Exactly the lines below from the one with "Output::new(self.json)" up to and including the one with "Config file looked" make up the answer, with nothing else added.
= Beginning of Section =
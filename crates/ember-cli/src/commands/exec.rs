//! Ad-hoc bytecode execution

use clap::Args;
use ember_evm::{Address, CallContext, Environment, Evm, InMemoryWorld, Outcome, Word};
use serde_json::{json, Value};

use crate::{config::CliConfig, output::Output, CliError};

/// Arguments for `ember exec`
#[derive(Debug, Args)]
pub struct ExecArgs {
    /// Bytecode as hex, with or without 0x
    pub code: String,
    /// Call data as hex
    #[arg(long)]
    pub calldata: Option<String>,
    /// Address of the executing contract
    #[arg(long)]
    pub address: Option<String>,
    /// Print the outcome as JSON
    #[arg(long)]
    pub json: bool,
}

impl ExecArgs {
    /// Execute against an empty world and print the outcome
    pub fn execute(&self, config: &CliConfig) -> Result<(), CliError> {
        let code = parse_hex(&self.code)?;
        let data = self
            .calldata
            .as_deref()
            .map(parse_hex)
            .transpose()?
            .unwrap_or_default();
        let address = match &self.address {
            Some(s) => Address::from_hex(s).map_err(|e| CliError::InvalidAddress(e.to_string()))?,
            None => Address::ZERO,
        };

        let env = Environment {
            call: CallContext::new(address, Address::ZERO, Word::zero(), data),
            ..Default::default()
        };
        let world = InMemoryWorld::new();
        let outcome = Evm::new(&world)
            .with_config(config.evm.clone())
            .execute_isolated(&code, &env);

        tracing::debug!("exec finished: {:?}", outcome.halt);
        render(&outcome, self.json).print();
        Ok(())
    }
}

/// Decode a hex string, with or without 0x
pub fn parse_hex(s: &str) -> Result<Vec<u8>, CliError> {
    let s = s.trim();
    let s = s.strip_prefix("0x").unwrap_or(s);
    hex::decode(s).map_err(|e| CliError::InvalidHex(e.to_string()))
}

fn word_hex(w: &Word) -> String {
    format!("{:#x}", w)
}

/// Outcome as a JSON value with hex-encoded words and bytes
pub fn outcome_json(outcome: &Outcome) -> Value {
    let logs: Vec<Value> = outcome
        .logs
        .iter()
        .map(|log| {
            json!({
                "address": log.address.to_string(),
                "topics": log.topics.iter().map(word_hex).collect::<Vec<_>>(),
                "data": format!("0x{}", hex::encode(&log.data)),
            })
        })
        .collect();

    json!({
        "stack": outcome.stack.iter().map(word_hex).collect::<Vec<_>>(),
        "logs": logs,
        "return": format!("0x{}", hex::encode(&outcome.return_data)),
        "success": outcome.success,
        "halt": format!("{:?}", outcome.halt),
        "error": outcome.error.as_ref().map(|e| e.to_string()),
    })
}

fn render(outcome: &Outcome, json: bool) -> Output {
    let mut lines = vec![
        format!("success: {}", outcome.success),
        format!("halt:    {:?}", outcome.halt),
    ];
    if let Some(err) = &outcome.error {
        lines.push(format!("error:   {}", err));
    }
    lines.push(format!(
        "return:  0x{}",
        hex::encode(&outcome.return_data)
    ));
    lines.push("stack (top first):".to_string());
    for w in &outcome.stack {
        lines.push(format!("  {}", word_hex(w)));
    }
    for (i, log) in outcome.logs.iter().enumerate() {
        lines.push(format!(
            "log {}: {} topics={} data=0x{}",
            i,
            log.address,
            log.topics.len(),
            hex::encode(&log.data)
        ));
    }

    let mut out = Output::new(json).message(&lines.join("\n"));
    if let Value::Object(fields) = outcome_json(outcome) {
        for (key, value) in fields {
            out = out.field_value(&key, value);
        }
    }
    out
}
= End of Section =
= Beginning of Section =
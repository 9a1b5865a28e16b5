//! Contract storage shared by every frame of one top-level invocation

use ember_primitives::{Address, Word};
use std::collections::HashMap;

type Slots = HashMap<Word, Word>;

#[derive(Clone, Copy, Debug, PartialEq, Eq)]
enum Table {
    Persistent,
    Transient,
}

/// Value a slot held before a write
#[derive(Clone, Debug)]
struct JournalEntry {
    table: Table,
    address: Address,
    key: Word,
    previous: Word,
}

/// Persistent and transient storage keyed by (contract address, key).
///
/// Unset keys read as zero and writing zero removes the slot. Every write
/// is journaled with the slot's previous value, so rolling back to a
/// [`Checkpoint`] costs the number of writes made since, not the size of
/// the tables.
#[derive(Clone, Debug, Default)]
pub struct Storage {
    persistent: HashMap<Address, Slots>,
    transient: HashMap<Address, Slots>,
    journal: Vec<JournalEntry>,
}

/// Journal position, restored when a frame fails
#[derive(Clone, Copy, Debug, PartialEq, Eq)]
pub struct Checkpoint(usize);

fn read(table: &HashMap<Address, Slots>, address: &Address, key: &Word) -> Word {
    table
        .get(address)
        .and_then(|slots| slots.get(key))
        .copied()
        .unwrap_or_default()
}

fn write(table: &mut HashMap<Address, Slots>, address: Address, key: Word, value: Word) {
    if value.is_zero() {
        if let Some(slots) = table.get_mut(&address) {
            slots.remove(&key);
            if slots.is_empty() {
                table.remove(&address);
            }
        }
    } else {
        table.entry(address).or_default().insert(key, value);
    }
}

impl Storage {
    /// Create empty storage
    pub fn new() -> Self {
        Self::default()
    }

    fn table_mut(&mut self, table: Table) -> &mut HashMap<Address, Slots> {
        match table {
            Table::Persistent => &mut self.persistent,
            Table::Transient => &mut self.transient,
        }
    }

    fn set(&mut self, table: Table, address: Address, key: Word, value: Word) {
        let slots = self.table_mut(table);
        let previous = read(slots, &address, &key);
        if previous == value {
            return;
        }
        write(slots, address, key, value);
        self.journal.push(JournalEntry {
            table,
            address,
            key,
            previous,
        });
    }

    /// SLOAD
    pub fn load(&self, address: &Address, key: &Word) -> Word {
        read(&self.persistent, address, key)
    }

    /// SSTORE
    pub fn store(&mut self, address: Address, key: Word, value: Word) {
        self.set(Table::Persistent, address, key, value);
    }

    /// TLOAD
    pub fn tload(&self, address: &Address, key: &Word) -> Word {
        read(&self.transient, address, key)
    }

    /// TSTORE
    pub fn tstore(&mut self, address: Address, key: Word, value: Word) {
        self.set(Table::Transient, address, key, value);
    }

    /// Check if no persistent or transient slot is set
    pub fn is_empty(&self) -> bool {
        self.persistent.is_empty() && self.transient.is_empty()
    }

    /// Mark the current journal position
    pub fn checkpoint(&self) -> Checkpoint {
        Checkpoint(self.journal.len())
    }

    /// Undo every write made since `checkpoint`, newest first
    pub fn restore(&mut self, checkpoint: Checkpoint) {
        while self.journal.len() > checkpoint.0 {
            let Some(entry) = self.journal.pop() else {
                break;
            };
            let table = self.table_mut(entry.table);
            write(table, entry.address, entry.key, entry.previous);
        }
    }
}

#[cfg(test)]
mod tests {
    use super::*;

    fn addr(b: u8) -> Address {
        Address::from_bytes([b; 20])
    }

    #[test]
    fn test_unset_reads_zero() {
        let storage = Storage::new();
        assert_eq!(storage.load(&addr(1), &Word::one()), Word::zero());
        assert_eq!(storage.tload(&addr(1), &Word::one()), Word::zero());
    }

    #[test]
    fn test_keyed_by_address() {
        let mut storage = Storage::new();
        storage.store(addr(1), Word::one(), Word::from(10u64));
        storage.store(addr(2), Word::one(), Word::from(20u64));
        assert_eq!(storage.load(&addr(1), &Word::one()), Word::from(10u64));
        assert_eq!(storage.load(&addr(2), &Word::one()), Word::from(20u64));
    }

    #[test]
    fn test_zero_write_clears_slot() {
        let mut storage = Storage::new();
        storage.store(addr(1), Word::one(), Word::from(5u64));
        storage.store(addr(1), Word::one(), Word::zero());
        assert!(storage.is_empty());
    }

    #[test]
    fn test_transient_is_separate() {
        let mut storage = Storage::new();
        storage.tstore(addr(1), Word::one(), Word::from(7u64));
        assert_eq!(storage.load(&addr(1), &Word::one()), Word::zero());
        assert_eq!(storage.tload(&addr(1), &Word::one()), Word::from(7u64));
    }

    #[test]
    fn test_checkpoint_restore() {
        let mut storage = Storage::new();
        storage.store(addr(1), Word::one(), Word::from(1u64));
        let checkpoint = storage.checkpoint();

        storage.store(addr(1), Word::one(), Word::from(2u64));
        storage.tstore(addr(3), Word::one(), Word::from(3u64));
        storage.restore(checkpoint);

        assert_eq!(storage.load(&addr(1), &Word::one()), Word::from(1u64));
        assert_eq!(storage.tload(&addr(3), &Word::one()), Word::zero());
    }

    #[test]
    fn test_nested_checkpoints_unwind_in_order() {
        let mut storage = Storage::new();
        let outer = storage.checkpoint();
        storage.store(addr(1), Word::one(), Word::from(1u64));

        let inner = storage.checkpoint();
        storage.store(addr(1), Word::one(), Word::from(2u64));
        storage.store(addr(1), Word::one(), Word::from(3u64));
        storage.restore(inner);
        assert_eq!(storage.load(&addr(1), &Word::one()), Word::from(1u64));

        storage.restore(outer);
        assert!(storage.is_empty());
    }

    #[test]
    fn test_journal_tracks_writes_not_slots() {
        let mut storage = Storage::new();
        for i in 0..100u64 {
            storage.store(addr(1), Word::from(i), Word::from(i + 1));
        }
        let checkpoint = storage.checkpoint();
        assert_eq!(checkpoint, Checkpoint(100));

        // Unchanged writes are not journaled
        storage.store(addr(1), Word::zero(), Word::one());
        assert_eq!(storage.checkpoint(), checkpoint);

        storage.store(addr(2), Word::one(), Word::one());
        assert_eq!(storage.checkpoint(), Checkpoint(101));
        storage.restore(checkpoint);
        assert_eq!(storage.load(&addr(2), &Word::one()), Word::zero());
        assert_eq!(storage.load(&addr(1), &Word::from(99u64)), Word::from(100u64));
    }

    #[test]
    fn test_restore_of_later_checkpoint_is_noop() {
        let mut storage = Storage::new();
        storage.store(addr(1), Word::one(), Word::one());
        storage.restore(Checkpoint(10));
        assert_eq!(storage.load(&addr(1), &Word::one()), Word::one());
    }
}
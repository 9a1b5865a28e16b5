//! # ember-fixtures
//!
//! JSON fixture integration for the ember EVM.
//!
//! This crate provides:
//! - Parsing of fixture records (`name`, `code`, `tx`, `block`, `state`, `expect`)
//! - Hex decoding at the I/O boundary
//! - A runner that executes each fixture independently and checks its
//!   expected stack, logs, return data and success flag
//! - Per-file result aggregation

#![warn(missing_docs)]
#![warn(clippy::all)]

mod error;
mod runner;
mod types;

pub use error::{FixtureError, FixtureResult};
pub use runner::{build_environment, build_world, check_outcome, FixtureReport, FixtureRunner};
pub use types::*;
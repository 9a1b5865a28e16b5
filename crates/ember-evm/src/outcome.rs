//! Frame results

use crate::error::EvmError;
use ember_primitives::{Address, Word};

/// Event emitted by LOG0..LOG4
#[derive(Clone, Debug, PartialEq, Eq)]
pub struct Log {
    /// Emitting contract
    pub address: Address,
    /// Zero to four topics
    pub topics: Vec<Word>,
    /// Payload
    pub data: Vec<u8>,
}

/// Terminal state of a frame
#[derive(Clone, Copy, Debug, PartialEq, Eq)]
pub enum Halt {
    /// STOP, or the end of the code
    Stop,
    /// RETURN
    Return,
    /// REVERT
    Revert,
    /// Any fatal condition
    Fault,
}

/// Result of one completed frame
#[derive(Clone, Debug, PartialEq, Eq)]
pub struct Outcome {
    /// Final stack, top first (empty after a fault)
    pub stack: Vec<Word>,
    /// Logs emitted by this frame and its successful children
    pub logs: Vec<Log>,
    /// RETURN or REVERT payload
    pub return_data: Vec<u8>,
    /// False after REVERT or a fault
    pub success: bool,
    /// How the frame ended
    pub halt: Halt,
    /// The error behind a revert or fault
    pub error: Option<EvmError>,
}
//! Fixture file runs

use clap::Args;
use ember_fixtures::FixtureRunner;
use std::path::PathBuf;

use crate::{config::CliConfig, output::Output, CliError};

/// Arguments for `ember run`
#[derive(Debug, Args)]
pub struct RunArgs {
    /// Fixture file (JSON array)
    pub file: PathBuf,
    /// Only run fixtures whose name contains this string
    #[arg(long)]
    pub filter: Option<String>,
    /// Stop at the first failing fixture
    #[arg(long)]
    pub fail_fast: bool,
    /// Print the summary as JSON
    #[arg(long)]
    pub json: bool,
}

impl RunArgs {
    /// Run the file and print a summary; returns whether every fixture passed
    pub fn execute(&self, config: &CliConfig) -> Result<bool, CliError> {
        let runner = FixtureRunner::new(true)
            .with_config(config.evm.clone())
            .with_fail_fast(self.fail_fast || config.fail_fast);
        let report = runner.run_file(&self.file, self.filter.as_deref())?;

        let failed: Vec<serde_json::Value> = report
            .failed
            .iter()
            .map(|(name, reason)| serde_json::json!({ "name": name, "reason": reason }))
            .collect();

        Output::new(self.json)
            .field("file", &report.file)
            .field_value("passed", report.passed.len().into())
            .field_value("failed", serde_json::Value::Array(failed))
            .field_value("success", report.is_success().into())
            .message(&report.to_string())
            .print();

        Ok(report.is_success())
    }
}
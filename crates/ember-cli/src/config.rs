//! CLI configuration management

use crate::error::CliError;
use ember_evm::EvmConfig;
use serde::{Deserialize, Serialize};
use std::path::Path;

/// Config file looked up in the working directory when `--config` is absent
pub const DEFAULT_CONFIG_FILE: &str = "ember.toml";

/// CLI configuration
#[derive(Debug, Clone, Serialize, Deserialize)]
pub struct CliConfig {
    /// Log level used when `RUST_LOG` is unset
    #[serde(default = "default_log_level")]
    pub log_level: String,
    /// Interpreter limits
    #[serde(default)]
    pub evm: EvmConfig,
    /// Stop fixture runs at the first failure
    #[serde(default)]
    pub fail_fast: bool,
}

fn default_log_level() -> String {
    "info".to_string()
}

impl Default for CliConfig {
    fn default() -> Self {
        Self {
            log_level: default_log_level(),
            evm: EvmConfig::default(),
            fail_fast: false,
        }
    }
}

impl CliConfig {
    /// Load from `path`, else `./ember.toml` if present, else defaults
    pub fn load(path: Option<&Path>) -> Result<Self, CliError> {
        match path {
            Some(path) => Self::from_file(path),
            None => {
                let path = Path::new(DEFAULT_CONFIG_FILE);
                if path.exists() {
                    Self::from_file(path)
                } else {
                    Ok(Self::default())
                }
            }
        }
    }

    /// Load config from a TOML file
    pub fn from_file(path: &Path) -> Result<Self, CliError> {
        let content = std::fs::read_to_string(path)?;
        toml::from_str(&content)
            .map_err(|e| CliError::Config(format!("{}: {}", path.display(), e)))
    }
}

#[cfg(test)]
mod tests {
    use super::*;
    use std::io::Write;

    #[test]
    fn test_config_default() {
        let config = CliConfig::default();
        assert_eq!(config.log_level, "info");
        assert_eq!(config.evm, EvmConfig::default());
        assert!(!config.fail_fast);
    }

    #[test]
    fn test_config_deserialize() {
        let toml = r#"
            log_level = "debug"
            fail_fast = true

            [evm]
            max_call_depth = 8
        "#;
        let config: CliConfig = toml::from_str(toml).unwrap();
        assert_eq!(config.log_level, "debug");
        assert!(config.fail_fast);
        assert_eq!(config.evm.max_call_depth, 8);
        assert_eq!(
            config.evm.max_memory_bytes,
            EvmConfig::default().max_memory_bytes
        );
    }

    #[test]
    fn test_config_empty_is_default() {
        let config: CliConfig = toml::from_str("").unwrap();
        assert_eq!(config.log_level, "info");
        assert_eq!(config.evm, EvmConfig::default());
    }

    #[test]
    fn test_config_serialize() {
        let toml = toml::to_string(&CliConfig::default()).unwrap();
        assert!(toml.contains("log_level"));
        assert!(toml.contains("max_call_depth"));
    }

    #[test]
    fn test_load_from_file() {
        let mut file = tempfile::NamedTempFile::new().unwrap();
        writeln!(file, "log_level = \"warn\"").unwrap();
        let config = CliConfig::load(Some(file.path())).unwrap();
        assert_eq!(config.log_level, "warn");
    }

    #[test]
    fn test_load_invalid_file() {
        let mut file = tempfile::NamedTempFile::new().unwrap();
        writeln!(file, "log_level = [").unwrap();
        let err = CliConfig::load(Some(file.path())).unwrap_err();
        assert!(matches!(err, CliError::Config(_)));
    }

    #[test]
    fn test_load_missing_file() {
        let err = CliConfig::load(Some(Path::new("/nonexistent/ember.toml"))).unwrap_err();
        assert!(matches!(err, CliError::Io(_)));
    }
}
= End of Section =
= Beginning of Section =
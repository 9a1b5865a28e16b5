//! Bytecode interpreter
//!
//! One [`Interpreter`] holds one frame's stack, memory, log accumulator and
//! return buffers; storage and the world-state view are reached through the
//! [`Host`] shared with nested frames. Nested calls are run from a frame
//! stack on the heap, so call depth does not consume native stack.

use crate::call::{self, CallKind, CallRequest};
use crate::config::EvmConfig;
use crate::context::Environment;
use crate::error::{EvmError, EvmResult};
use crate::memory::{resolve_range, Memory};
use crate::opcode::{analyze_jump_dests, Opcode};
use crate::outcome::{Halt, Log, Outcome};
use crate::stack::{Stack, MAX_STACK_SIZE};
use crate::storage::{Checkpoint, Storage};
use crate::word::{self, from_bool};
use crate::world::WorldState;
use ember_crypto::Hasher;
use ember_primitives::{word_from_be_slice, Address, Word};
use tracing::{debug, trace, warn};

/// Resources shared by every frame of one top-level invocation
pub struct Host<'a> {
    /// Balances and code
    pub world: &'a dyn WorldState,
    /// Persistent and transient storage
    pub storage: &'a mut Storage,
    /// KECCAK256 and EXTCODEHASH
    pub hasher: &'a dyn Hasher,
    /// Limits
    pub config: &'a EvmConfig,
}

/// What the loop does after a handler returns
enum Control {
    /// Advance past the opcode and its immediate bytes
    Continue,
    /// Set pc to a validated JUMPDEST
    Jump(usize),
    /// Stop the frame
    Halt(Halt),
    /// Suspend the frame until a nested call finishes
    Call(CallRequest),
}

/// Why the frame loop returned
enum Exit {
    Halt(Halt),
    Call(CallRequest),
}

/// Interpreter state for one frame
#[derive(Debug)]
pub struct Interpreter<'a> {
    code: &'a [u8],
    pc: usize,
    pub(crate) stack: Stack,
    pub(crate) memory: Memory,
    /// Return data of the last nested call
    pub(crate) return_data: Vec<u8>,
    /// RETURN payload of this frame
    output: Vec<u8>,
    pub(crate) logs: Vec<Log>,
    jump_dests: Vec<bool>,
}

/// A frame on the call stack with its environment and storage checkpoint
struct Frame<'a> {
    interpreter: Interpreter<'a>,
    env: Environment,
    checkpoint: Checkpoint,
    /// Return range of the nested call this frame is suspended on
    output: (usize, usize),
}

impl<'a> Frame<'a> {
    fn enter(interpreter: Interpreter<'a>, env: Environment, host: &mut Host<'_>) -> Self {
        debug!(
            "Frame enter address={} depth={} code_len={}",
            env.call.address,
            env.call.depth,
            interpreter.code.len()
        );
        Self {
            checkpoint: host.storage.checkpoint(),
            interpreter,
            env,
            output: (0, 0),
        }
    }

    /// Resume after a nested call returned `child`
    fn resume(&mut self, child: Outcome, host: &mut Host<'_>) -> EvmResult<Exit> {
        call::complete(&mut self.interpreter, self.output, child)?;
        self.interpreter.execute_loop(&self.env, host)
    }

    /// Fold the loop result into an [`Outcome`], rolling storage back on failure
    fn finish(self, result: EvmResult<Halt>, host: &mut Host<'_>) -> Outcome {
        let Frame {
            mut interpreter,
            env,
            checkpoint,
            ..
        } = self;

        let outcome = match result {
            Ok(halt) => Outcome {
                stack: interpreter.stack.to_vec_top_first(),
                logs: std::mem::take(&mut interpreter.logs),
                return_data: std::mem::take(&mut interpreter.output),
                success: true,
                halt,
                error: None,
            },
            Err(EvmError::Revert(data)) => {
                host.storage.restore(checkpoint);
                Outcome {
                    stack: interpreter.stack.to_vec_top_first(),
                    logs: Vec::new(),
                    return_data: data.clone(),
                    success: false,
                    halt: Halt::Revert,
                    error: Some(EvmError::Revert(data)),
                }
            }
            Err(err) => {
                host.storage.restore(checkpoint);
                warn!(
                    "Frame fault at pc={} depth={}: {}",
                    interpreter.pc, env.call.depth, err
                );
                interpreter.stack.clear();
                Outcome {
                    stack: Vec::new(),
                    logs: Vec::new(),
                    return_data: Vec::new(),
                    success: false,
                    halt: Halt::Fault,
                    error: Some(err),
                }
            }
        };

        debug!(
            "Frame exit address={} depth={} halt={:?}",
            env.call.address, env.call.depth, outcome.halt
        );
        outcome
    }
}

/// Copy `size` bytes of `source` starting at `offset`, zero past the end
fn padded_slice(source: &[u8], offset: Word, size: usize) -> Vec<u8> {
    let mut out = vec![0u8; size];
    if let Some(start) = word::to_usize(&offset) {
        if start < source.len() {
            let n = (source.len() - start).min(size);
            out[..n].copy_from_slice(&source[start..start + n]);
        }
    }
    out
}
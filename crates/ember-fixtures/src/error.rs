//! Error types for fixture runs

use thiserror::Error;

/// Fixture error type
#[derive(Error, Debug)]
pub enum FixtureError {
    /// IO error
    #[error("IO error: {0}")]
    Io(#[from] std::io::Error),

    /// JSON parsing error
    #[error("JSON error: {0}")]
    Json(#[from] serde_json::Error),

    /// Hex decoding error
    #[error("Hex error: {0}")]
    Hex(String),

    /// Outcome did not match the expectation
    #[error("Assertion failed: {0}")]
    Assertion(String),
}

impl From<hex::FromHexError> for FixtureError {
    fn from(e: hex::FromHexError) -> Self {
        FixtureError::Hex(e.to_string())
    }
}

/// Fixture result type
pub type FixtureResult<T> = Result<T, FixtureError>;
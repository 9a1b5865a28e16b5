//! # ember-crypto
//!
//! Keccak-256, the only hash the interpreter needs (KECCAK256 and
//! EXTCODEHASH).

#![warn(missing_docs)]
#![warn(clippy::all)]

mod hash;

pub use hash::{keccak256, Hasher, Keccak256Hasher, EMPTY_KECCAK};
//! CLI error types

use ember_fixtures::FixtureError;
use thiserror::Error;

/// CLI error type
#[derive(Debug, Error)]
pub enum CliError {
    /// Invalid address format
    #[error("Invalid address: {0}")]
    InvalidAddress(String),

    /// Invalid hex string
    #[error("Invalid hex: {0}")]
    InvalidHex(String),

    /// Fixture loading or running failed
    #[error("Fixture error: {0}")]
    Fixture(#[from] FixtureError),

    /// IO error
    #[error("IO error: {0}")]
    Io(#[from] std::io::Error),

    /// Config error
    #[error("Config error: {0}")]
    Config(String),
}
= End of Section =
Answer for this exercise:
        Output::new(self.json)
            .field("file", &report.file)
            .field_value("passed", report.passed.len().into())
            .field_value("failed", serde_json::Value::Array(failed))
            .field_value("success", report.is_success().into())
            .message(&report.to_string())
            .print();

        Ok(report.is_success())
    }
}
filename crates/ember-cli/src/config.rs
//! CLI configuration management

use crate::error::CliError;
use ember_evm::EvmConfig;
use serde::{Deserialize, Serialize};
use std::path::Path;

/// Config file looked up in the working directory when `--config` is absent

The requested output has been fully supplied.